MIAMI — Anxiety over President Donald Trump’s executive order on travel issued Jan. 27 has many communities on edge.
In addition to the seven nationalities whose travel is restricted by this law — Iraqis, Syrians, Iranians, Sudanese, Libyans, Somalis and Yemenis — one community in particular has been set on edge following the advice of an attorney. And they are not from those countries.
At a recent immigration forum hosted by an Episcopal church in Miami Gardens, attorney Dahlia Walker-Huntington addressed what she saw as a potential dilemma for Caribbean nationals, particularly those previously convicted of crimes or remaining outside of the United States for extended periods of time.
“If you are a green-card holder and you were arrested, even if you were not convicted or even if the case was dismissed, do not travel, as you may be caught and be unable to return," Walker-Huntington said at the forum according to an article in the Atlanta Black Star.
The Florida Record attempted to contact Walker-Huntington, but was unable to secure any response.
David W. Caulkett, vice president and founder of Floridians for Immigration Enforcement, spoke with the Florida Record about the executive order and its fate.
“Trump's first EO (executive order) was indeed flawed because of the restrictions on permanent residents, but of course the 9th District went overboard in the stay," Caulkett said. "I'm guessing permanent residents won't be screened in the second EO.”
A second executive order is expected to be coming within a week.
Caulkett said that Huntington’s comments about the first order were accurate, but if she intended to include the as yet unannounced second EO, her warning was ill applied.

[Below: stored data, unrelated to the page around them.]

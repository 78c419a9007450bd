//! Error types for the Hemmer Terraform bridge.

use thiserror::Error;

/// Result alias used throughout the bridge.
pub type Result<T> = std::result::Result<T, BridgeError>;

/// Errors that can occur while converting, diffing or rewriting schemas.
#[derive(Debug, Error)]
pub enum BridgeError {
    /// A schema path could not be resolved against a schema or type.
    #[error("{path}: {message}")]
    SchemaPath {
        /// The path prefix at which traversal failed.
        path: String,
        /// What went wrong at that prefix.
        message: String,
    },

    /// A schema path could not be encoded or decoded.
    #[error("Invalid schema path: {0}")]
    InvalidPath(String),

    /// A property value did not match the shape the schema expects.
    #[error("{}", prefixed(.path, .message))]
    Conversion {
        /// The property path of the offending value (may be empty at the root).
        path: String,
        /// What went wrong.
        message: String,
    },

    /// The provider or package schema is internally inconsistent.
    #[error("Schema error: {0}")]
    Schema(String),

    /// The requested resource type is unknown.
    #[error("Unknown resource type: {0}")]
    UnknownResource(String),

    /// A type reference could not be resolved.
    #[error("Unknown type: {0}")]
    UnknownType(String),

    /// A runtime operation was called on a schema-only adapter.
    #[error("Unsupported operation: {op} is not available on {adapter} schemas")]
    Unsupported {
        /// The operation that was attempted.
        op: &'static str,
        /// The adapter that does not support it.
        adapter: &'static str,
    },

    /// A diff could not be computed or applied.
    #[error("Diff error: {0}")]
    Diff(String),

    /// A serialization/deserialization error occurred.
    #[error("Serialization error: {0}")]
    Serialization(#[from] serde_json::Error),
}

fn prefixed(path: &str, message: &str) -> String {
    if path.is_empty() {
        message.to_string()
    } else {
        format!("{}: {}", path, message)
    }
}

impl BridgeError {
    /// Create a conversion error at the root of a value.
    pub fn conversion(message: impl Into<String>) -> Self {
        Self::Conversion {
            path: String::new(),
            message: message.into(),
        }
    }

    /// Create a schema path error.
    pub fn schema_path(path: impl Into<String>, message: impl Into<String>) -> Self {
        Self::SchemaPath {
            path: path.into(),
            message: message.into(),
        }
    }

    /// Prefix a conversion error with the name of the enclosing property.
    ///
    /// Index segments (`[0]`) are appended without a dot so nested errors read
    /// as `rules[0].port`. Other variants are returned unchanged.
    pub fn with_context(self, segment: &str) -> Self {
        match self {
            Self::Conversion { path, message } => {
                let path = if path.is_empty() {
                    segment.to_string()
                } else if path.starts_with('[') {
                    format!("{}{}", segment, path)
                } else {
                    format!("{}.{}", segment, path)
                };
                Self::Conversion { path, message }
            },
            other => other,
        }
    }

    /// Get the error message without its path prefix.
    pub fn message(&self) -> &str {
        match self {
            Self::SchemaPath { message, .. } => message,
            Self::InvalidPath(msg) => msg,
            Self::Conversion { message, .. } => message,
            Self::Schema(msg) => msg,
            Self::UnknownResource(msg) => msg,
            Self::UnknownType(msg) => msg,
            Self::Unsupported { op, .. } => op,
            Self::Diff(msg) => msg,
            Self::Serialization(_err) => "serialization error (see Debug output)",
        }
    }

    /// The property or schema path attached to this error, if any.
    pub fn path(&self) -> Option<&str> {
        match self {
            Self::SchemaPath { path, .. } | Self::Conversion { path, .. } => Some(path),
            _ => None,
        }
    }
}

Marlon Hill, past president of the Caribbean Bar Association, explained on a website dedicated to Jamaican and other Caribbean nationals living in the United States that reentry is not guaranteed for any resident.

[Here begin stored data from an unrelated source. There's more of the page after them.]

impl<'a, R: FieldReader> DiffFieldReader<'a, R> {
    /// Layer `diff` over `source`.
    pub fn new(diff: &'a InstanceDiff, source: R, schema: &'a SchemaMap) -> Self {
        Self { diff, source, schema }
    }

    fn diff_with_prefix<'s>(
        &'s self,
        prefix: &'s str,
    ) -> impl Iterator<Item = (&'a String, &'a crate::types::ResourceAttrDiff)> + 's {
        self.diff
            .attributes
            .range(prefix.to_string()..)
            .take_while(move |(k, _)| k.starts_with(prefix))
    }

    fn read_primitive(&self, address: &[String], value_type: ValueType) -> Result<(FieldReadResult, bool)> {
        let mut result = self.source.read_field(address)?;
        let Some(attr) = self.diff.attributes.get(&address.join(".")) else {
            let computed = result.computed;
            return Ok((result, computed));
        };
        if attr.new_removed {
            return Ok((FieldReadResult::missing(), false));
        }

        let mut value = String::new();
        if !attr.new_computed {
            value = attr
                .new_extra
                .as_ref()
                .and_then(super::flat_string)
                .unwrap_or_else(|| attr.new.clone());
        }
        result.computed = attr.new_computed;
        result.exists = true;
        result.value = if attr.new_computed {
            Value::Null
        } else {
            string_to_primitive(&value, value_type)?
        };
        Ok((result, attr.new_computed))
    }

    fn read_map(&self, address: &[String], schema: &Schema) -> Result<(FieldReadResult, bool)> {
        let mut result = Map::new();
        let mut result_set = false;
        let mut contains_computed = false;

        let source = self.source.read_field(address)?;
        if source.exists {
            if let Value::Object(existing) = source.value {
                result = existing;
            }
            result_set = true;
        }

        let prefix = format!("{}.", address.join("."));
        for (k, attr) in self.diff_with_prefix(&prefix) {
            let sub = &k[prefix.len()..];
            if sub.starts_with('%') {
                if attr.new_computed {
                    return Ok((FieldReadResult::computed(Value::Object(result)), true));
                }
                continue;
            }

            result_set = true;
            if attr.new_removed {
                result.remove(sub);
            } else if attr.new_computed {
                result.insert(
                    sub.to_string(),
                    Value::String(UNKNOWN_VARIABLE_VALUE.to_string()),
                );
                contains_computed = true;
            } else {
                result.insert(sub.to_string(), Value::String(attr.new.clone()));
            }
        }
        map_values_to_primitive(&mut result, schema)?;

        let result = FieldReadResult {
            value: if result_set { Value::Object(result) } else { Value::Null },
            exists: result_set,
            computed: false,
        };
        Ok((result, contains_computed))
    }

    fn read_set(&self, address: &[String], schema: &Schema) -> Result<(FieldReadResult, bool)> {
        let prefix = format!("{}.", address.join("."));
        let mut set = HashedSet::new();

        for (k, attr) in self.diff_with_prefix(&prefix) {
            if attr.new_removed || k.ends_with('#') {
                continue;
            }
            let rest = &k[prefix.len()..];
            let code = rest.split('.').next().unwrap_or(rest);

            if !code.starts_with('~') {
                let (raw, element_computed) = self.read_tracked(&push(address, code))?;
                if !raw.exists {
                    return Err(BridgeError::Diff(format!("missing field in set: {}.{}", k, code)));
                }
                if !element_computed {
                    set.add(schema, raw.value);
                    continue;
                }
            }

            // Membership is hash-identity-based, so one unknown element makes
            // the whole set unknown.
            tracing::debug!(set = %address.join("."), key = %k, "set element is computed; marking whole set unknown");
            return Ok((FieldReadResult::computed(set.into_value()), true));
        }

        let mut exists = !set.is_empty();
        if !exists {
            if let Some(count) = self.diff.attributes.get(&format!("{}#", prefix)) {
                if count.new_computed {
                    return Ok((FieldReadResult::computed(set.into_value()), true));
                }
                exists = true;
            }
        }

        if !exists {
            let result = self.source.read_field(address)?;
            if result.exists {
                let computed = result.computed;
                return Ok((result, computed));
            }
        }

        let result = FieldReadResult {
            value: set.into_value(),
            exists,
            computed: false,
        };
        Ok((result, false))
    }
}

“While the President’s Order is directed only to nationals of the seven listed countries, reentry to the United States is not guaranteed for any lawful permanent resident," Hill wrote. "Customs and Border Patrol (CBP) agents have the discretion at all times to question U.S. citizens or permanent residents coming from the above seven countries or from any other country.”
Section 212(f) of the Immigration and Naturalization Act (INA) states that the president has full discretionary power over the borders. The section reads:
“Whenever the President finds that the entry of any aliens or of any class of aliens into the United States would be detrimental to the interests of the United States, he may by proclamation, and for such period as he shall deem necessary, suspend the entry of all aliens or any class of aliens as immigrants or nonimmigrants, or impose on the entry of aliens any restrictions he may deem to be appropriate.”
As a result, the law has been used in the past by other presidents.
Since its inclusion into the INA in 1952, the section has been used by President Jimmy Carter to prevent Iranians from coming into the United States. President Ronald Reagan used the law five times, President George H.W. Bush used it once, President Bill Clinton used it 12 times, President George W. Bush relied on it six times and President Barack Obama utilized it the most, at 18 times.
Caulkett said that the 9th Court’s stay was purely political and the court had made a fool of itself, but the ruling cannot be dismissed by the Trump administration.
“Apparently, (the administration) is going to have to appeal the stay of the 9th because there is a precedence in there and if they don’t appeal it that precedence, which basically says the President does not have the right to restrict inflow into the country, that could stick around," Caulkett said.